In truth, it turned out even better than that. She became my very best friend for years and has more dirt on me than anyone else. I’ve told her things I haven’t even told my therapist. We live hours apart, so don’t see each other often, but it doesn’t matter. When we do meet, we pick up right where we left off.

The last weekend we spent together, we climbed into a big empty hot tub at the quaint bed and breakfast where we were staying and smoked a joint she had brought along. I don’t remember why we smoked in the hot tub. Maybe because we were high? But I don’t want you to get the wrong impression of her. She had never gotten high before she met me. Once I remember smoking with a group of friends in college and she got paranoid and stuffed wet towels at the base of the door and ranted about sirens no one else heard. She had been such a novice then, a real innocent.

But now? I’m not drinking and I’m not smoking and she still can. So can the other two college friends who were included on the invite. One is married and one is divorced and dating.
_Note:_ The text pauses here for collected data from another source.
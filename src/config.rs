//! Configuration types and constants for dirfts
//!
//! Per-index settings live in the store's `config` table; this module
//! names the keys, supplies defaults, and loads them into a [`Config`].

use crate::error::{DirftsError, Result};
use crate::store::Store;
use serde::Serialize;
use tracing::debug;
use std::path::PathBuf;

/// Well-known filename of the index store at an index root
pub const STORE_FILENAME: &str = ".fts.db";

/// Default cap on bytes read from a single file (10 MB)
pub const DEFAULT_MAX_FILE_SIZE: u64 = 10 * 1024 * 1024;

/// Config key gating regex search and body compression
pub const KEY_COMPRESSED: &str = "compressed";

/// Config key overriding [`DEFAULT_MAX_FILE_SIZE`]
pub const KEY_MAX_FILE_SIZE: &str = "max_file_size";

/// Configuration for one index
#[derive(Debug, Clone, Serialize)]
pub struct Config {
    /// Directory owning the index store
    pub root_path: PathBuf,
    /// Maximum number of bytes of a file handed to the store
    pub max_file_size: u64,
    /// Whether stored bodies are compressed
    pub compressed: bool,
}

impl Default for Config {
    fn default() -> Self {
        Self {
            root_path: PathBuf::from("."),
            max_file_size: DEFAULT_MAX_FILE_SIZE,
            compressed: false,
        }
    }
}

impl Config {
    /// Create a new config for the given root path
    pub fn new(root_path: PathBuf) -> Self {
        Self {
            root_path,
            ..Default::default()
        }
    }

    /// Set the read cap
    pub fn with_max_file_size(mut self, size: u64) -> Self {
        self.max_file_size = size;
        self
    }

    /// Load the settings persisted in a store
    pub fn load(root_path: PathBuf, store: &Store) -> Result<Self> {
        let compressed = store.compressed()?;
        let max_file_size = match store.get_config(KEY_MAX_FILE_SIZE)? {
            Some(value) => parse_size(&value)?,
            None => DEFAULT_MAX_FILE_SIZE,
        };

        Ok(Self {
            root_path,
            max_file_size,
            compressed,
        })
    }

    /// Change one setting by key. Compression is fixed when the index is
    /// created and cannot be set here.
    pub fn set(&mut self, key: &str, value: &str) -> Result<()> {
        match key {
            KEY_MAX_FILE_SIZE => {
                self.max_file_size = parse_size(value)?;
                debug!("{} = {}", key, self.max_file_size);
                Ok(())
            }
            KEY_COMPRESSED => Err(DirftsError::InvalidConfig(format!(
                "{} can only be chosen at init",
                key
            ))),
            _ => Err(DirftsError::InvalidConfig(format!("unknown key {:?}", key))),
        }
    }

    /// Persist the settings that may be changed after init
    pub fn save(&self, store: &Store) -> Result<()> {
        store.set_config(KEY_MAX_FILE_SIZE, &self.max_file_size.to_string())
    }
}

fn parse_size(value: &str) -> Result<u64> {
    value.trim().parse().map_err(|_| {
        DirftsError::InvalidConfig(format!(
            "{} must be a byte count, got {:?}",
            KEY_MAX_FILE_SIZE, value
        ))
    })
}

#[cfg(test)]
mod tests {
    use super::*;
    use tempfile::tempdir;

    #[test]
    fn test_config_defaults() {
        let config = Config::default();
        assert_eq!(config.max_file_size, 10 * 1024 * 1024);
        assert!(!config.compressed);
    }

    #[test]
    fn test_save_and_load() {
        let dir = tempdir().unwrap();
        let root = dir.path().to_path_buf();
        let store = Store::init(&root, false).unwrap();

        let loaded = Config::load(root.clone(), &store).unwrap();
        assert_eq!(loaded.max_file_size, DEFAULT_MAX_FILE_SIZE);

        Config::new(root.clone())
            .with_max_file_size(4096)
            .save(&store)
            .unwrap();

        let loaded = Config::load(root, &store).unwrap();
        assert_eq!(loaded.max_file_size, 4096);
        assert!(!loaded.compressed);
    }

    #[test]
    fn test_set_validates_keys_and_values() {
        let mut config = Config::new(PathBuf::from("/srv/docs"));

        config.set("max_file_size", "2048").unwrap();
        assert_eq!(config.max_file_size, 2048);

        assert!(matches!(
            config.set("max_file_size", "lots"),
            Err(DirftsError::InvalidConfig(_))
        ));
        assert!(matches!(
            config.set("compressed", "1"),
            Err(DirftsError::InvalidConfig(_))
        ));
        assert!(matches!(
            config.set("colour", "red"),
            Err(DirftsError::InvalidConfig(_))
        ));
        assert_eq!(config.max_file_size, 2048);
    }

    #[test]
    fn test_malformed_stored_size_is_an_error() {
        let dir = tempdir().unwrap();
        let root = dir.path().to_path_buf();
        let store = Store::init(&root, false).unwrap();
        store.set_config(KEY_MAX_FILE_SIZE, "ten megs").unwrap();

        assert!(matches!(
            Config::load(root, &store),
            Err(DirftsError::InvalidConfig(_))
        ));
    }
}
All are bringing significant others and none are bringing kids.There’s talk of massages and dinner at the Borgata and someone used the phrase “adult beverages”. My excitement soured pretty quickly. I decided not to go.

My husband and I don’t have easy access to a babysitter. I probably could have found one, but we’re not the type to drop $200 a night on a hotel room at short notice anyway. Plus there’d be dinner. One of my friends has exquisite taste, so we wouldn’t have been dining in a diner, unfortunately. Plus there’s gambling! What if I turned out to be like Julie Hagerty in Lost in America and was never allowed to utter the words “nest” and “egg” in the same sentence again? The only other time I gambled was playing $5 in slots on a riverboat in New Orleans, and I didn’t win anything. What if I won and the pleasure part of my brain lit up like the Rockefeller Christmas Tree? It could turn into my most dangerous addiction yet.

Part of me still wanted to go, just on my own and only for the day. I could have left my husband at home with the kids. He would have gone along with this, though wasn’t happy when I mentioned it. I decided it wasn’t worth the strain, plus who wants to be a seventh wheel?

Still I pictured myself sitting alone on the beach, which I assume you can do without getting knifed or stuck by a needle. I picture strolling along the boardwalk and ducking into a tacky shop to buy a tacky “My mom went to Atlantic City and all I lost was my college fund” shirt for my youngest. I pictured the trip as a getaway, a change of scenery, a chance to get out of myself and watch old people squeeze every last drop out of bus trip tokens and buffets.

Probably the number one reason I didn’t go, though, was because I don’t drink anymore. My friends still drink because they can. They know I don’t drink, so I don’t worry about that, but I did think of what my sponsor shared at a meeting the other night. At six months sober, she had met old friends at a bar and nursed cups of coffee all night long and proudly told her sponsor about it afterwards. Her sponsor said “You’re proud of yourself, huh? For standing in the gasoline all night?”

Lately I’ve felt a bit shaky in my sobriety. The other night I kind of lost it when I realized how badly I wanted beer and how angry I was at not being able to have one. I didn’t drink, but the memory feels so strange and even felt that way while it was happening. It shook me up. I don’t think this is a good time for me to sit around a table with friends I love dearly and laugh while they enjoy drinks the way I once did, never knowing it would end. Who wants to stand in gasoline?

I would like to take my family to Atlantic City though. Maybe in spring we’ll go and all four of us can walk along the beach and eat lunch in a diner with a shady, unshaven character slumped in a corner booth. We can take turns discreetly making up stories about him while we wait for sandwiches to arrive and, with my husband close by, our nest egg will remain safe and sound.

This feels like a new kind of adventure. I like that sobriety has surprises like that.